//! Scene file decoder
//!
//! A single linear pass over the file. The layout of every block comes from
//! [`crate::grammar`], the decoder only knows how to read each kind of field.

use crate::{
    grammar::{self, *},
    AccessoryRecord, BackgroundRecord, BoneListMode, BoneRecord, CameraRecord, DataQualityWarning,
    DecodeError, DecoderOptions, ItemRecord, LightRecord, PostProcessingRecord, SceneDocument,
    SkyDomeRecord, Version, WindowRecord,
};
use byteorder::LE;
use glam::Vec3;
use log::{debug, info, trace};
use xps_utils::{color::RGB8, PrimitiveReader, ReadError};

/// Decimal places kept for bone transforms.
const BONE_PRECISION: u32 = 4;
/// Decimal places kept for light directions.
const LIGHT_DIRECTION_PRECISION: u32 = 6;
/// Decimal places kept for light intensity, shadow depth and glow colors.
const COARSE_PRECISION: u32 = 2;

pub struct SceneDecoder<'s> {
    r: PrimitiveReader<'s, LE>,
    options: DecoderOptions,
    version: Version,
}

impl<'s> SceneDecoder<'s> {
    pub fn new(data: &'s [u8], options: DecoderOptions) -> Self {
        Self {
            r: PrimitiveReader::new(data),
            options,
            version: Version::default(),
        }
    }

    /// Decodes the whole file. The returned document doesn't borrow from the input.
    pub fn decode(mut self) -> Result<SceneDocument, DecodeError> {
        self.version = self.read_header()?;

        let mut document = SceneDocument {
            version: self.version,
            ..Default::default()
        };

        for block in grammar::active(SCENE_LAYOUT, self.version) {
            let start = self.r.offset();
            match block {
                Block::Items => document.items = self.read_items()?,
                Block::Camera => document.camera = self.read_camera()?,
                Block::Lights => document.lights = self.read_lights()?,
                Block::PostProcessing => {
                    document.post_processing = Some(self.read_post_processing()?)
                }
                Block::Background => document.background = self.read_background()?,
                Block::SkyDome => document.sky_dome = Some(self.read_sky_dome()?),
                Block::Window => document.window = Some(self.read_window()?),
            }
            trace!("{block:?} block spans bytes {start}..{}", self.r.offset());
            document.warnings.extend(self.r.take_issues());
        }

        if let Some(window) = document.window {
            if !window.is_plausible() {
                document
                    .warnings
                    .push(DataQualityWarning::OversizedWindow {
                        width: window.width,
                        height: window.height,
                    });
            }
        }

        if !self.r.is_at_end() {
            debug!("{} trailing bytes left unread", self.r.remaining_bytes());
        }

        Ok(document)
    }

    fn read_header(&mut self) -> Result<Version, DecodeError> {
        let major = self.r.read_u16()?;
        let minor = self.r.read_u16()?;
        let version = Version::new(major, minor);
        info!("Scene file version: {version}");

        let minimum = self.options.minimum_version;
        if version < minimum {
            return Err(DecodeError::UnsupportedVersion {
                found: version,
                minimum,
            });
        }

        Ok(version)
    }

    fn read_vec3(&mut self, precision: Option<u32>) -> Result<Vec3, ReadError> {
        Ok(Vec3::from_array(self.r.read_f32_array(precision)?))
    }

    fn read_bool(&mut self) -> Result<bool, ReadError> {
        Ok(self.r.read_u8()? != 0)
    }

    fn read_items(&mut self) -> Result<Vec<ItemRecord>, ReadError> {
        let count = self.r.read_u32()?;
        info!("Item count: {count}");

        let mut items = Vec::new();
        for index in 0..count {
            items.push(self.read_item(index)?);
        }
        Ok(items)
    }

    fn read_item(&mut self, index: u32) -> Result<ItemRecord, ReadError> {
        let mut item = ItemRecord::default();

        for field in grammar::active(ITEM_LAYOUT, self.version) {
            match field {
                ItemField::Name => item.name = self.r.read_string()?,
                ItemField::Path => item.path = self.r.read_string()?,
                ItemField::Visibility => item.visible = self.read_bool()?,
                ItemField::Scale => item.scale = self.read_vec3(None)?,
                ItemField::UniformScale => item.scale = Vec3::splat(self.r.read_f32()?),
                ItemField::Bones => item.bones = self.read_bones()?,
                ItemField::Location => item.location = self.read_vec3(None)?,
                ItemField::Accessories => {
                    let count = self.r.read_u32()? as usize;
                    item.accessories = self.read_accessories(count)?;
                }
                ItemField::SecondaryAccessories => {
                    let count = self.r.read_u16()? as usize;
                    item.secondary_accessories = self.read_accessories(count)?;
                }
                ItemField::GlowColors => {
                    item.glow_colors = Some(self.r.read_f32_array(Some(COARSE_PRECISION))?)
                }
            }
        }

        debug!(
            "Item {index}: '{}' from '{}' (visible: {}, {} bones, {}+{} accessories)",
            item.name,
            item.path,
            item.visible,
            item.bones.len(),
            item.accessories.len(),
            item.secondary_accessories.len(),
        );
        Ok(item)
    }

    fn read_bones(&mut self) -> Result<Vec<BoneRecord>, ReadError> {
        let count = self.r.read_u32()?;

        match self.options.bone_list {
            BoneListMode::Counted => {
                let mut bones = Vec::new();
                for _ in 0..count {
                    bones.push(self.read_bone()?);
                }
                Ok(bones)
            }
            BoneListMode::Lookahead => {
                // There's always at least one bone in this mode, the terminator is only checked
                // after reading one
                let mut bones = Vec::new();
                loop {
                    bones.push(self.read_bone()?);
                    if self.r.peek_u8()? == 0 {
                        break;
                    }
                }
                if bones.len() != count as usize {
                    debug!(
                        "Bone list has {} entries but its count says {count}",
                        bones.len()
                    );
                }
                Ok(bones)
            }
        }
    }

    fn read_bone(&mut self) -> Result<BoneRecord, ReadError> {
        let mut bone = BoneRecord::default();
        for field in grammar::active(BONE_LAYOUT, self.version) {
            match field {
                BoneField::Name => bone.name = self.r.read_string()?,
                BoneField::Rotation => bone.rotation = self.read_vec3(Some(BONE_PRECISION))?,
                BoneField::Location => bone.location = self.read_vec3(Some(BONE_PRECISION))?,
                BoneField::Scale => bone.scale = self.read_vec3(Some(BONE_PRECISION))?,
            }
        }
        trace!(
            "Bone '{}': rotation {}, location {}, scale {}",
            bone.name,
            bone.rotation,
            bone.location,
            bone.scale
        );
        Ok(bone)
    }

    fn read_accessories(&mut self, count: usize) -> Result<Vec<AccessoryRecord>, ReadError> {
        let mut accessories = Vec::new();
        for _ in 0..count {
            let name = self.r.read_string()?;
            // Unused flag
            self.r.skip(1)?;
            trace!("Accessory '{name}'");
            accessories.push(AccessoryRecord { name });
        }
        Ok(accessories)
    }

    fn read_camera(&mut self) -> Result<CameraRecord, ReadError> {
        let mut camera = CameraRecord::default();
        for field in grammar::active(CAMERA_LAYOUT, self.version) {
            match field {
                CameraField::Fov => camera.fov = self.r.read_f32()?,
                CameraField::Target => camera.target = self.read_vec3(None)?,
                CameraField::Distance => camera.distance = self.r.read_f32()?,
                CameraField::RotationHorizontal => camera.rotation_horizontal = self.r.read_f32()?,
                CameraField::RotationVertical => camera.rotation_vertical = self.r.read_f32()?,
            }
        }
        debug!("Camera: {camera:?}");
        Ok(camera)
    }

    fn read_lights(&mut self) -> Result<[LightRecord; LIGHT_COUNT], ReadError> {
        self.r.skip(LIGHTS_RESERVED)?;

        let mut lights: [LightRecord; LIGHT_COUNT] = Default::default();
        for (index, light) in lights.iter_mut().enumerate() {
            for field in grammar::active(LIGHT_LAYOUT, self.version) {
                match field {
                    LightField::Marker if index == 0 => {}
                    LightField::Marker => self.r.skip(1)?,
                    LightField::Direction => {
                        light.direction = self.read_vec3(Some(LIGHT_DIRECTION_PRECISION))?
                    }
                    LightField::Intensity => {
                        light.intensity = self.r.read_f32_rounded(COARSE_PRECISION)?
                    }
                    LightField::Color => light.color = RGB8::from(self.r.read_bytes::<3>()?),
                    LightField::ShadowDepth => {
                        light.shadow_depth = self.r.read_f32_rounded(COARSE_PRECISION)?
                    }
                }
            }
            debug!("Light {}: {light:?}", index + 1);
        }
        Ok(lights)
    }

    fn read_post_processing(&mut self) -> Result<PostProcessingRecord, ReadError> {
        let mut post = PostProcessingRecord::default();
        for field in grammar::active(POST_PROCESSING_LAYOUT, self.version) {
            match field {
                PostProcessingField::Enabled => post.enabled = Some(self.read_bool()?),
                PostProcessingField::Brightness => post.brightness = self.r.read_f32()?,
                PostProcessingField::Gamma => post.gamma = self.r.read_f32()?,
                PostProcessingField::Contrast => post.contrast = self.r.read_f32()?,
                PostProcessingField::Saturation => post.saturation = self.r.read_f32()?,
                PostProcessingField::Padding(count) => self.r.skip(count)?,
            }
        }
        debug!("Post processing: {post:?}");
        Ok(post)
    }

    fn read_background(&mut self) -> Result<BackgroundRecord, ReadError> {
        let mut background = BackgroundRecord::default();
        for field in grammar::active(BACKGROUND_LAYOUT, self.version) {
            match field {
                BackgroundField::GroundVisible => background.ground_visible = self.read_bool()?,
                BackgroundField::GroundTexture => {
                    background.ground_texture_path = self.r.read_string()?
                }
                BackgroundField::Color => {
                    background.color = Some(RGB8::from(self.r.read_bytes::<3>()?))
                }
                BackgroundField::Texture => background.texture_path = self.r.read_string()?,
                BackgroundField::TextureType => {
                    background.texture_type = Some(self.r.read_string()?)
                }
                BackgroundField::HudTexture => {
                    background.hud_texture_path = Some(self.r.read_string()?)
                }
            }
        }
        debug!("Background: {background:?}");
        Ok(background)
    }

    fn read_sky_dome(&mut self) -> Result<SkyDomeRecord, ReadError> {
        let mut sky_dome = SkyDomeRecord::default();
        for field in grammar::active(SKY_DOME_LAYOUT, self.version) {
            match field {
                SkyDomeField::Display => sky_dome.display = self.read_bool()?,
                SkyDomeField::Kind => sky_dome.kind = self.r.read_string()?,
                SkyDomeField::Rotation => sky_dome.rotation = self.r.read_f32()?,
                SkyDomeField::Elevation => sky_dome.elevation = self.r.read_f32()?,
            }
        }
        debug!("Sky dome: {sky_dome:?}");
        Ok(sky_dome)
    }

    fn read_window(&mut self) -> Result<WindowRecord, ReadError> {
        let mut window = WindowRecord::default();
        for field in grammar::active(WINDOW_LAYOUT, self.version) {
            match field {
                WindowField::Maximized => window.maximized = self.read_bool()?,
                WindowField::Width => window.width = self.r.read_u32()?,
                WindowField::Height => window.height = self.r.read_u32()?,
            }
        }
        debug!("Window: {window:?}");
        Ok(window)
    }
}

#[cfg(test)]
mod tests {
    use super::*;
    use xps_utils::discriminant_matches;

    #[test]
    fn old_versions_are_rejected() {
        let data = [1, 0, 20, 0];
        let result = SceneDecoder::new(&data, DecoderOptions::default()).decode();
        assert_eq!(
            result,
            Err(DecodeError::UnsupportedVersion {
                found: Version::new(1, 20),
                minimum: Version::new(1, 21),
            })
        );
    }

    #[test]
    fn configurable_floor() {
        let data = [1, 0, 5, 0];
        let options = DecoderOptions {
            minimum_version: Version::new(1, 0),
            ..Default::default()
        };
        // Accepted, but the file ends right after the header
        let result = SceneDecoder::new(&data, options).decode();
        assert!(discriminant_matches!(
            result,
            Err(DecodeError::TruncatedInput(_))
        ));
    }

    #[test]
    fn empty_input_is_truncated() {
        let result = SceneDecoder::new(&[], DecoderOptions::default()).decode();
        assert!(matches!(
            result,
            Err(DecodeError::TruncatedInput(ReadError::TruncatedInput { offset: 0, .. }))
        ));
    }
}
* * * * * * *
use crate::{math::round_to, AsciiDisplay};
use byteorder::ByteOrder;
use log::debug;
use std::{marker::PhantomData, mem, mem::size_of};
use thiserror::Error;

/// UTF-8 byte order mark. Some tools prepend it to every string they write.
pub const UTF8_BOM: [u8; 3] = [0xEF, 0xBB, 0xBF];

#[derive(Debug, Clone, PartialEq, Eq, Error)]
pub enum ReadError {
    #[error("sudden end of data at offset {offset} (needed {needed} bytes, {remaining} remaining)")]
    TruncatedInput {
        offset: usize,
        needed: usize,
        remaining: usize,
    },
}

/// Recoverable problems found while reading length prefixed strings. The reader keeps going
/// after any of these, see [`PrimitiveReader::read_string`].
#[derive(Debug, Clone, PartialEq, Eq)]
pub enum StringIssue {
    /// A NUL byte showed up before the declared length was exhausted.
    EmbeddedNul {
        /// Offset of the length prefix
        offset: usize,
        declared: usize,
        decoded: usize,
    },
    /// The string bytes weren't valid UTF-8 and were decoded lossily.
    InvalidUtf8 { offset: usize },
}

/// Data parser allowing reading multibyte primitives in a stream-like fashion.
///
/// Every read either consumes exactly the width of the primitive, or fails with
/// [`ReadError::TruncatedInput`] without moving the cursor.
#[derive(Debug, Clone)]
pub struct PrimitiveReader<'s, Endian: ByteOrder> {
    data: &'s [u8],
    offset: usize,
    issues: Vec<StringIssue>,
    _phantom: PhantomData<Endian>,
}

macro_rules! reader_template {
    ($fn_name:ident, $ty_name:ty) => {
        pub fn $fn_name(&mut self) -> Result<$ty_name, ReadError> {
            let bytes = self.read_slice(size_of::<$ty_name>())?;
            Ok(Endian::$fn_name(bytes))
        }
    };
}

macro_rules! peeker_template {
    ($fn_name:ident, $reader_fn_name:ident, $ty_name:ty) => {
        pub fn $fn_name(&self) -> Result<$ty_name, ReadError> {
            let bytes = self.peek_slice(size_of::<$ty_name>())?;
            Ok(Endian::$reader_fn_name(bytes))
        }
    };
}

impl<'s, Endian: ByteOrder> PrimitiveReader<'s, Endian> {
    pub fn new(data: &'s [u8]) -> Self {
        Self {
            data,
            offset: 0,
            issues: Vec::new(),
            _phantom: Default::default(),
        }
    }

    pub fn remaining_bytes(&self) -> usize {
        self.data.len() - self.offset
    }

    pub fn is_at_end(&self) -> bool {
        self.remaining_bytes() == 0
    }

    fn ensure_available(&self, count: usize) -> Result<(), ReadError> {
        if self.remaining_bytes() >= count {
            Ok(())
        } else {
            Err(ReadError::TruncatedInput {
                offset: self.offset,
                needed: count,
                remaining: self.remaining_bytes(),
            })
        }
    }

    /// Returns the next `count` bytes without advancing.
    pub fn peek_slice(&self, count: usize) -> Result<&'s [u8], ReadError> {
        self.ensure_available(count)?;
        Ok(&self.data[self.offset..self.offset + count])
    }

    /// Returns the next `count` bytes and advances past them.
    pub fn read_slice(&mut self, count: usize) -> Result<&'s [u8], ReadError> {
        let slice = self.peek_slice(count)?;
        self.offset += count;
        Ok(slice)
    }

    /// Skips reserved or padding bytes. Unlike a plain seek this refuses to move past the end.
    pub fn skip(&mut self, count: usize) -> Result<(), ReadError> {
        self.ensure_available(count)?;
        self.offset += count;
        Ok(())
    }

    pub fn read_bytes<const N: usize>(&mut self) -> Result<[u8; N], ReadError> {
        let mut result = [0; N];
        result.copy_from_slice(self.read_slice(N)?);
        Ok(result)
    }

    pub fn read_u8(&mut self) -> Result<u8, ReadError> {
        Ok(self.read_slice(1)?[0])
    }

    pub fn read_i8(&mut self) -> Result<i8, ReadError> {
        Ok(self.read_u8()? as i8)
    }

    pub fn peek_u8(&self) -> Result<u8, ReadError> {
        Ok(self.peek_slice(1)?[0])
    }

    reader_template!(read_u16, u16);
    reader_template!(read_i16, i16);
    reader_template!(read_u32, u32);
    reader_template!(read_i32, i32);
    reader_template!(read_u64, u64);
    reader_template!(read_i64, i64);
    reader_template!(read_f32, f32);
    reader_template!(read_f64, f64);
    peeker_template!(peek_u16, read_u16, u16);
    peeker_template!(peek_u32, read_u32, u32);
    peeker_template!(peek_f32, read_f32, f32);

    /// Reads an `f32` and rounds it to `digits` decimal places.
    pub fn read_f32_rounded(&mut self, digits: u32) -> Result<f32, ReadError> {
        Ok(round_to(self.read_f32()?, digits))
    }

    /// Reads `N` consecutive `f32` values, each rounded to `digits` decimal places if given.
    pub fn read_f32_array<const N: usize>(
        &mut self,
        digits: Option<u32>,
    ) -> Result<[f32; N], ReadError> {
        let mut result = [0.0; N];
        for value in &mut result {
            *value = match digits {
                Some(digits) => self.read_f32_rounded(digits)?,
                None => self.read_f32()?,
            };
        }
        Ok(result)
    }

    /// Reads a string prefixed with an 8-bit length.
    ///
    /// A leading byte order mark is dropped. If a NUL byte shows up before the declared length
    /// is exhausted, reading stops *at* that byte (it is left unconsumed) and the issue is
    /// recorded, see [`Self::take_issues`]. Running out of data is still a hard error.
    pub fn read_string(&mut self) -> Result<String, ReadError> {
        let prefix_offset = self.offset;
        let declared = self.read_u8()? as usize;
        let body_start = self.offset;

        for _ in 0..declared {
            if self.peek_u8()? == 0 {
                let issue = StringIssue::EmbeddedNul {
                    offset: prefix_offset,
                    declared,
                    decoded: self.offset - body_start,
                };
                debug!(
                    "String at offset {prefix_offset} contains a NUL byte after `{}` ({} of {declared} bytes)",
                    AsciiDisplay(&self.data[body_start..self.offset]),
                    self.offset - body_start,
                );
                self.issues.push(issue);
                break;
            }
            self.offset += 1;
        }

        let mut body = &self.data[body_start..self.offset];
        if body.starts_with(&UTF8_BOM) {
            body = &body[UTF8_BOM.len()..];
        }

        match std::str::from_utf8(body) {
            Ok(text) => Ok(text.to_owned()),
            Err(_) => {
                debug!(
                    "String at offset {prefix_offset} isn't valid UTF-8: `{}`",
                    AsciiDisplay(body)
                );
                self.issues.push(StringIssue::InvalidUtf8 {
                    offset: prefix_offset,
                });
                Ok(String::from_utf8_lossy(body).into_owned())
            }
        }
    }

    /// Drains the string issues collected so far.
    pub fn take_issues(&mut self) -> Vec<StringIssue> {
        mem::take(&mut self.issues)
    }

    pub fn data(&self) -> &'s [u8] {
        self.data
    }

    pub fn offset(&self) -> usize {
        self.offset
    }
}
* * * * * * *
■ **Task**: Taking the lines above, repeat exactly those from the line that contains "Scene file decoder" through the line that contains "const LIGHT_DIRECTION_PRECISION: u32 = 6;", and both of those lines as well. Include nothing else.

■ **Expected answer**:
//! Scene file decoder
//!
//! A single linear pass over the file. The layout of every block comes from
//! [`crate::grammar`], the decoder only knows how to read each kind of field.

use crate::{
    grammar::{self, *},
    AccessoryRecord, BackgroundRecord, BoneListMode, BoneRecord, CameraRecord, DataQualityWarning,
    DecodeError, DecoderOptions, ItemRecord, LightRecord, PostProcessingRecord, SceneDocument,
    SkyDomeRecord, Version, WindowRecord,
};
use byteorder::LE;
use glam::Vec3;
use log::{debug, info, trace};
use xps_utils::{color::RGB8, PrimitiveReader, ReadError};

/// Decimal places kept for bone transforms.
const BONE_PRECISION: u32 = 4;
/// Decimal places kept for light directions.
const LIGHT_DIRECTION_PRECISION: u32 = 6;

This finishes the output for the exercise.